I am programmed until the spring of 2013 right now. Everything isn’t totally settled but I have ideas and themes. Everything will fall into place eventually.

I used to just hate “themes” but I have grown to love them. It helps focus the ensemble for that particular concert. And since we have two concerts a calender year, I also decided to focus each concert on a particular repertoire. That decision has helped me with programming more than any other. You see, the possible repertoire for a chamber choir is so vast, being required to focus gives me a much better idea of where to start.

Fall concerts are sacred concerts, with possible selections including motets of all eras, and psalm settings. It’s a little more complicated than that but when I’m scrambling for ideas, I start there. The possibilities are endless but you have to know where to begin in the first place.
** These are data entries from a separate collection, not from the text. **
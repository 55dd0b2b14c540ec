use std::collections::{HashMap, HashSet};
use std::sync::{Arc, Mutex, MutexGuard};
use tokio::task::JoinSet;
use tokio_util::sync::CancellationToken;
use tracing::{debug, info, warn};
use uuid::Uuid;

use super::api::{CandidateFile, DocumentApi};
use super::notifier::NotificationSink;
use super::poller::{poll_until_terminal, PollOutcome, PollPolicy};
use super::preview::{PreviewHandle, PreviewRegistry};
use crate::features::documents::dtos::candidate_errors;
use crate::features::documents::models::DocumentStatus;

#[derive(Debug, Clone, PartialEq, Eq)]
pub enum EntryState {
    Pending,
    Uploading,
    /// Upload request failed. Not a verification outcome.
    UploadFailed(String),
    Submitted(Uuid),
}

/// A queued candidate file
///
/// `progress` is all-or-nothing: 0 until the upload is acknowledged, 100
/// once it is. The upload is a single request with no partial reporting.
#[derive(Debug)]
pub struct FileEntry {
    file: CandidateFile,
    preview: PreviewHandle,
    errors: Vec<String>,
    state: EntryState,
    progress: u8,
    poll_token: Option<CancellationToken>,
}

impl FileEntry {
    pub fn file(&self) -> &CandidateFile {
        &self.file
    }

    pub fn preview_url(&self) -> &str {
        self.preview.url()
    }

    /// Client-side validation errors; empty when the file can be submitted
    pub fn errors(&self) -> &[String] {
        &self.errors
    }

    pub fn state(&self) -> &EntryState {
        &self.state
    }

    pub fn progress(&self) -> u8 {
        self.progress
    }

    pub fn document_id(&self) -> Option<Uuid> {
        match self.state {
            EntryState::Submitted(id) => Some(id),
            _ => None,
        }
    }

    fn is_submittable(&self) -> bool {
        self.errors.is_empty()
            && matches!(self.state, EntryState::Pending | EntryState::UploadFailed(_))
    }
}

#[derive(Debug, Default)]
struct Session {
    statuses: HashMap<Uuid, DocumentStatus>,
    notified: HashSet<Uuid>,
}

/// Headless upload widget: queues files, uploads them one at a time and
/// tracks each submitted document until its verification settles.
pub struct UploadWidget {
    api: Arc<dyn DocumentApi>,
    notifier: Arc<dyn NotificationSink>,
    previews: PreviewRegistry,
    owner_id: String,
    policy: PollPolicy,
    entries: Vec<FileEntry>,
    cancel: CancellationToken,
    polls: JoinSet<()>,
    session: Arc<Mutex<Session>>,
}

impl UploadWidget {
    pub fn new(
        api: Arc<dyn DocumentApi>,
        notifier: Arc<dyn NotificationSink>,
        previews: PreviewRegistry,
        owner_id: impl Into<String>,
    ) -> Self {
        Self {
            api,
            notifier,
            previews,
            owner_id: owner_id.into(),
            policy: PollPolicy::default(),
            entries: Vec::new(),
            cancel: CancellationToken::new(),
            polls: JoinSet::new(),
            session: Arc::new(Mutex::new(Session::default())),
        }
    }

    pub fn with_poll_policy(mut self, policy: PollPolicy) -> Self {
        self.policy = policy;
        self
    }

    /// Queue files. Files failing validation stay in the queue with their
    /// errors and are skipped by `submit_all`.
    pub fn add_files(&mut self, files: impl IntoIterator<Item = CandidateFile>) {
        for file in files {
            let errors = candidate_errors(&file.mime_type, file.size_bytes());
            if !errors.is_empty() {
                debug!("Queued {} with errors: {:?}", file.name, errors);
            }

            let preview = self.previews.acquire(&file);
            self.entries.push(FileEntry {
                file,
                preview,
                errors,
                state: EntryState::Pending,
                progress: 0,
                poll_token: None,
            });
        }
    }

    /// Remove an entry from the queue. Stops polling for it if it was
    /// submitted. Returns `None` for an unknown index or an entry in flight.
    pub fn remove(&mut self, index: usize) -> Option<CandidateFile> {
        if matches!(self.entries.get(index)?.state, EntryState::Uploading) {
            return None;
        }

        let entry = self.entries.remove(index);
        if let Some(token) = &entry.poll_token {
            token.cancel();
        }
        Some(entry.file)
    }

    pub fn entries(&self) -> &[FileEntry] {
        &self.entries
    }

    /// Upload every submittable entry in queue order. A failed upload is
    /// reported and does not stop the remaining entries.
    pub async fn submit_all(&mut self) {
        self.reap_finished_polls();

        for index in 0..self.entries.len() {
            if self.cancel.is_cancelled() {
                return;
            }
            if !self.entries[index].is_submittable() {
                continue;
            }

            let entry = &mut self.entries[index];
            entry.state = EntryState::Uploading;
            entry.progress = 0;

            match self.api.upload(&entry.file, &self.owner_id).await {
                Ok(ack) => {
                    info!("Uploaded {} as document {}", entry.file.name, ack.document_id);
                    entry.state = EntryState::Submitted(ack.document_id);
                    entry.progress = 100;

                    let filename = entry.file.name.clone();
                    let token = self.cancel.child_token();
                    entry.poll_token = Some(token.clone());

                    self.lock_session()
                        .statuses
                        .insert(ack.document_id, ack.status);
                    self.start_polling(ack.document_id, filename, token);
                }
                Err(e) => {
                    warn!("Upload of {} failed: {}", entry.file.name, e);
                    self.notifier
                        .error(&format!("Upload of {} failed: {}", entry.file.name, e));
                    entry.state = EntryState::UploadFailed(e.to_string());
                    entry.progress = 0;
                }
            }
        }
    }

    fn start_polling(&mut self, document_id: Uuid, filename: String, token: CancellationToken) {
        let api = self.api.clone();
        let notifier = self.notifier.clone();
        let session = self.session.clone();
        let policy = self.policy;

        self.polls.spawn(async move {
            let outcome = poll_until_terminal(api.as_ref(), document_id, policy, &token).await;

            // Cancellation is checked under the session lock so that
            // nothing is applied once `unmount` has returned
            let mut session = session.lock().unwrap_or_else(|p| p.into_inner());
            if token.is_cancelled() {
                return;
            }

            match outcome {
                PollOutcome::Terminal(snapshot) => {
                    session.statuses.insert(document_id, snapshot.status);
                    if !session.notified.insert(document_id) {
                        return;
                    }
                    match snapshot.status {
                        DocumentStatus::Verified => {
                            notifier.success(&format!("{} verified", filename))
                        }
                        DocumentStatus::Failed => {
                            notifier.error(&format!("{} failed verification", filename))
                        }
                        DocumentStatus::Processing => {}
                    }
                }
                PollOutcome::GaveUp { last_error } => {
                    if session.notified.insert(document_id) {
                        notifier.error(&format!(
                            "Could not confirm status of {}: {}",
                            filename, last_error
                        ));
                    }
                }
                PollOutcome::Cancelled => {}
            }
        });
    }

    /// Drop poll tasks that have already completed.
    fn reap_finished_polls(&mut self) {
        while let Some(result) = self.polls.try_join_next() {
            if let Err(e) = result {
                if !e.is_cancelled() {
                    warn!("Status poll task failed: {}", e);
                }
            }
        }
    }

    /// Number of poll tasks not yet reaped
    pub fn active_polls(&self) -> usize {
        self.polls.len()
    }

    /// Last observed status per submitted document
    pub fn statuses(&self) -> HashMap<Uuid, DocumentStatus> {
        self.lock_session().statuses.clone()
    }

    pub fn status_of(&self, document_id: Uuid) -> Option<DocumentStatus> {
        self.lock_session().statuses.get(&document_id).copied()
    }

    /// Wait until every poll task has finished.
    pub async fn settle(&mut self) {
        while let Some(result) = self.polls.join_next().await {
            if let Err(e) = result {
                if !e.is_cancelled() {
                    warn!("Status poll task failed: {}", e);
                }
            }
        }
    }

    /// Stop all polling for this session. No status calls, state updates or
    /// notifications happen afterwards.
    pub fn unmount(&mut self) {
        {
            let _session = self.lock_session();
            self.cancel.cancel();
        }
        self.polls.abort_all();
    }

    fn lock_session(&self) -> MutexGuard<'_, Session> {
        self.session.lock().unwrap_or_else(|p| p.into_inner())
    }
}

impl Drop for UploadWidget {
    fn drop(&mut self) {
        self.unmount();
    }
}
Spring concerts are secular concerts, with madrigals, part songs and even vocal quartets with and without accompaniment forming the backbone. I like to include music with excellent texts by poets such as Shakespeare, Shelley, Robert Frost or e.e.cummings.

I’ve done concerts of 20th century motets, Brahms vocal quartets and only American composers. We had a great time with a concert of folk song settings and also a concert of different settings of “Ave Verum” and “Tantum Ergo” from all eras. We look forward to a concert of music from the salon as well as a concert of music of Claudio Monteverdi and Salomne Rossi.

Sometimes, I pick a favorite composer and see if he/she wrote any motets or a single piece, without orchestra. I love to do motets of Mozart and Bruckner and Poulenc. Daniel Pinkham did some interesting motets and Hohvaness did as well. William Billings is really fun to do, both sacred and secular things.

Programming is an art, it’s not a science. My concerts usually have a piece I begin with, a concert center piece, and I love to have the program evolve from there.